Fernand Léger - A leitura (1924)

O ensino da leitura, por necessidade de eficiência, acaba por matar aquilo que é essencial no acto de ler. Ler é, antes de mais, um acto de decifração, a revelação do que está escrito. A eficiência adquirida no acto de ler naturaliza a leitura (a partir de certo grau performativo, ler parece uma coisa natural) e rouba-lha o sentido de penetração num mistério cifrado. Este não é o único problema. Decorrente dele, está a oclusão da leitura em si mesma, como se ela apenas servisse para a transmissão de uma mensagem ou a fruição de um prazer estético, na leitura literária. A leitura como decifração deve ser, contudo, um modelo ou arquétipo que se deve transferir para toda a realidade, a exterior e a interior. Tomar tudo como signo e cifra implica então que sejamos, de forma consciente, leitores contínuos do mistério do mundo e do enigma que cada um é para si mesmo.

quinta-feira, 6 de março de 2014

O leitor final

Antonio Tápies - O leitor final. A carta (1950)

Perante uma comunicação - uma carta, um livro, etc. - o que significa a expressão "leitor final"? Será o último destinatário? Será aquele que toma a leitura como um fim? Não. Por leitor final devemos entender aquele que ao ler se toma a si como fim. Ler faz parte da viagem, dessa viagem que cada um faz para si mesmo. O enigma que o texto traz consigo não reside no próprio texto mas naquilo que ele desencadeia no próprio leitor, de tal forma que este se descobre como o fim de todas as suas leituras.

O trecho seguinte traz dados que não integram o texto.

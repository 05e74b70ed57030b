use alloc::sync::Arc;

/// An error that can occur in this crate.
///
/// There are only a few ways for an operation in this crate to fail:
///
/// * Constructing a [`Digit`](crate::Digit) with an impossible range,
/// that is, `min > max` or bounds outside the global
/// [`Digit::MIN`](crate::Digit::MIN)/[`Digit::MAX`](crate::Digit::MAX)
/// limits.
/// * Comparing two digits (or wheels) whose ranges differ.
/// * Converting a [`Moment`](crate::Moment) to a wall-clock datetime when
/// its fields don't name a real calendar date. (Only with the `chrono`
/// crate feature enabled.)
///
/// Notably, *arithmetic* never fails. Adding or subtracting a delta of
/// any magnitude from a digit always succeeds and reports however many
/// wraps occurred. A huge cycle count is a valid result, not an error.
///
/// # Design
///
/// This crate follows the "One True God Error Type Pattern": one error
/// type for everything, with a couple of coarse predicates
/// ([`Error::is_range`], [`Error::is_incompatible`]) instead of a public
/// kind enum. The internal representation lives behind an `Arc` so that
/// errors are cheap to clone and a `Result<T, Error>` stays one word
/// wide.
#[derive(Clone)]
pub struct Error {
    inner: Arc<ErrorInner>,
}

#[derive(Debug)]
struct ErrorInner {
    kind: ErrorKind,
}

#[derive(Debug)]
enum ErrorKind {
    Range(RangeError),
    Incompatible(IncompatibleError),
    #[cfg(feature = "chrono")]
    Convert(ConvertError),
}

impl Error {
    /// Returns true when this error came from a value being out of an
    /// allowed range at construction time.
    ///
    /// # Example
    ///
    /// ```
    /// use odo::Digit;
    ///
    /// // min > max
    /// assert!(Digit::spanning(19, 12).unwrap_err().is_range());
    /// ```
    pub fn is_range(&self) -> bool {
        matches!(self.kind(), ErrorKind::Range(_))
    }

    /// Returns true when this error came from comparing two digits whose
    /// ranges differ.
    ///
    /// # Example
    ///
    /// ```
    /// use odo::{Unit, Wheel};
    ///
    /// let hour = Wheel::new(Unit::Hour, 5);
    /// let day = Wheel::new(Unit::Day, 5);
    /// assert!(hour.compare(&day).unwrap_err().is_incompatible());
    /// ```
    pub fn is_incompatible(&self) -> bool {
        matches!(self.kind(), ErrorKind::Incompatible(_))
    }

    fn kind(&self) -> &ErrorKind {
        &self.inner.kind
    }
}

impl Error {
    /// Creates a new error indicating that a `given` value is out of the
    /// specified `min..=max` range. The given `what` label is used in the
    /// error message as a human readable description of what exactly is
    /// out of range. (e.g., "minimum")
    #[inline(never)]
    #[cold]
    pub(crate) fn range(
        what: &'static str,
        given: i64,
        min: i64,
        max: i64,
    ) -> Error {
        Error::from(ErrorKind::Range(RangeError { what, given, min, max }))
    }

    /// Creates a new error indicating that two digits with distinct
    /// ranges were asked to compare themselves.
    #[inline(never)]
    #[cold]
    pub(crate) fn incompatible(
        min1: i64,
        max1: i64,
        min2: i64,
        max2: i64,
    ) -> Error {
        Error::from(ErrorKind::Incompatible(IncompatibleError {
            min1,
            max1,
            min2,
            max2,
        }))
    }

    /// Creates a new error indicating that a moment has no equivalent
    /// wall-clock datetime. The `what` label names the part that does not
    /// translate. (e.g., "calendar date")
    #[cfg(feature = "chrono")]
    #[inline(never)]
    #[cold]
    pub(crate) fn convert(what: &'static str) -> Error {
        Error::from(ErrorKind::Convert(ConvertError { what }))
    }
}

impl From<ErrorKind> for Error {
    fn from(kind: ErrorKind) -> Error {
        Error { inner: Arc::new(ErrorInner { kind }) }
    }
}

#[cfg(feature = "std")]
impl std::error::Error for Error {}

impl core::fmt::Display for Error {
    fn fmt(&self, f: &mut core::fmt::Formatter) -> core::fmt::Result {
        match *self.kind() {
            ErrorKind::Range(ref err) => err.fmt(f),
            ErrorKind::Incompatible(ref err) => err.fmt(f),
            #[cfg(feature = "chrono")]
            ErrorKind::Convert(ref err) => err.fmt(f),
        }
    }
}

impl core::fmt::Debug for Error {
    fn fmt(&self, f: &mut core::fmt::Formatter) -> core::fmt::Result {
        if !f.alternate() {
            core::fmt::Display::fmt(self, f)
        } else {
            f.debug_struct("Error").field("kind", &self.inner.kind).finish()
        }
    }
}

/// An error that occurs when an input value is out of bounds.
///
/// The message includes a name describing which input was out of bounds,
/// the value given and its minimum and maximum allowed values.
#[derive(Debug)]
struct RangeError {
    what: &'static str,
    given: i64,
    min: i64,
    max: i64,
}

impl core::fmt::Display for RangeError {
    fn fmt(&self, f: &mut core::fmt::Formatter) -> core::fmt::Result {
        let RangeError { what, given, min, max } = *self;
        write!(
            f,
            "parameter '{what}' with value {given} \
             is not in the required range of {min}..={max}",
        )
    }
}

/// An error that occurs when two digits with distinct ranges are
/// compared.
///
/// Cross-unit comparison is never silently coerced, so the only remedy is
/// to compare raw values explicitly.
#[derive(Debug)]
struct IncompatibleError {
    min1: i64,
    max1: i64,
    min2: i64,
    max2: i64,
}

impl core::fmt::Display for IncompatibleError {
    fn fmt(&self, f: &mut core::fmt::Formatter) -> core::fmt::Result {
        let IncompatibleError { min1, max1, min2, max2 } = *self;
        write!(
            f,
            "cannot compare digit with range {min1}..={max1} \
             to digit with range {min2}..={max2}",
        )
    }
}

/// An error that occurs when a moment does not correspond to any
/// wall-clock datetime.
///
/// The classic example is a day past the end of a real month: day 30
/// always exists for a `Moment`, but `2024-02-30` is not a date.
#[cfg(feature = "chrono")]
#[derive(Debug)]
struct ConvertError {
    what: &'static str,
}

#[cfg(feature = "chrono")]
impl core::fmt::Display for ConvertError {
    fn fmt(&self, f: &mut core::fmt::Formatter) -> core::fmt::Result {
        let ConvertError { what } = *self;
        write!(f, "moment has no wall-clock equivalent ({what} does not exist)")
    }
}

quinta-feira, 7 de julho de 2011

Teoria da leitura

Há aquela velha polémica de Platão contra a escrita, contra os livros, contra o silêncio ostensivo com que respondem se forem interrogados sobre o que pretendem significar. O enigma, porém, está do lado de Platão e não dos livros. Por que razão terá escrito tanto? Não é verdade que os livros, no seu silêncio, não respondam. Os livros são um corpo silencioso nas mãos do leitor, e como um corpo precisam de ser tacteados lenta e suavemente, precisam de ser tocados para se abrirem e deixarem ouvir a voz reservada que trazem dentro de si. Ler é um corpo a corpo, um jogo em que as peles se tocam para os espíritos se fundirem. Há porém livros tão especiais, pelo espírito que anunciam, que o leitor se mantém na distância a que se convencionou dar o nome de respeito. Fico sempre perplexo quando vejo alguém excessivamente jovem com certos livros na mão. A profundidade de algumas obras não se compadece com os verdes anos. O respeito, contudo, não é sintoma de ausência de desejo, de falta de vontade de abrir o livro, de o tactear, de deixar correr o corpo que lê pelas páginas que se dão à leitura. O respeito é apenas o sinal de reverência pelo mistério que se pressagia, o sintoma do apreço pela luz que emana do espírito que o corpo do livro suporta. Talvez o respeito esteja ligado ao kairos, esse tempo oportuno que desce do espírito e toca os corpos, que vem do céu para iluminar a terra. O mundo vive um singular paradoxo relativamente à leitura. Ler tornou-se um imperativo generalizado, um indicador de desenvolvimento, um programa de acção. Mas a relação entre leitor e livro não é da ordem da moral, nem da economia ou da política. É uma relação presidida por esse estranho deus a que os gregos deram o nome de eros. O culto do deus – um deus impetuoso e intempestivo – exige essa especial reverência com que um corpo se deve abrir a outro, com que um espírito se funde noutro, com que um leitor se entrega nas mãos de um livro, com que certos livros se abrem para a leitura.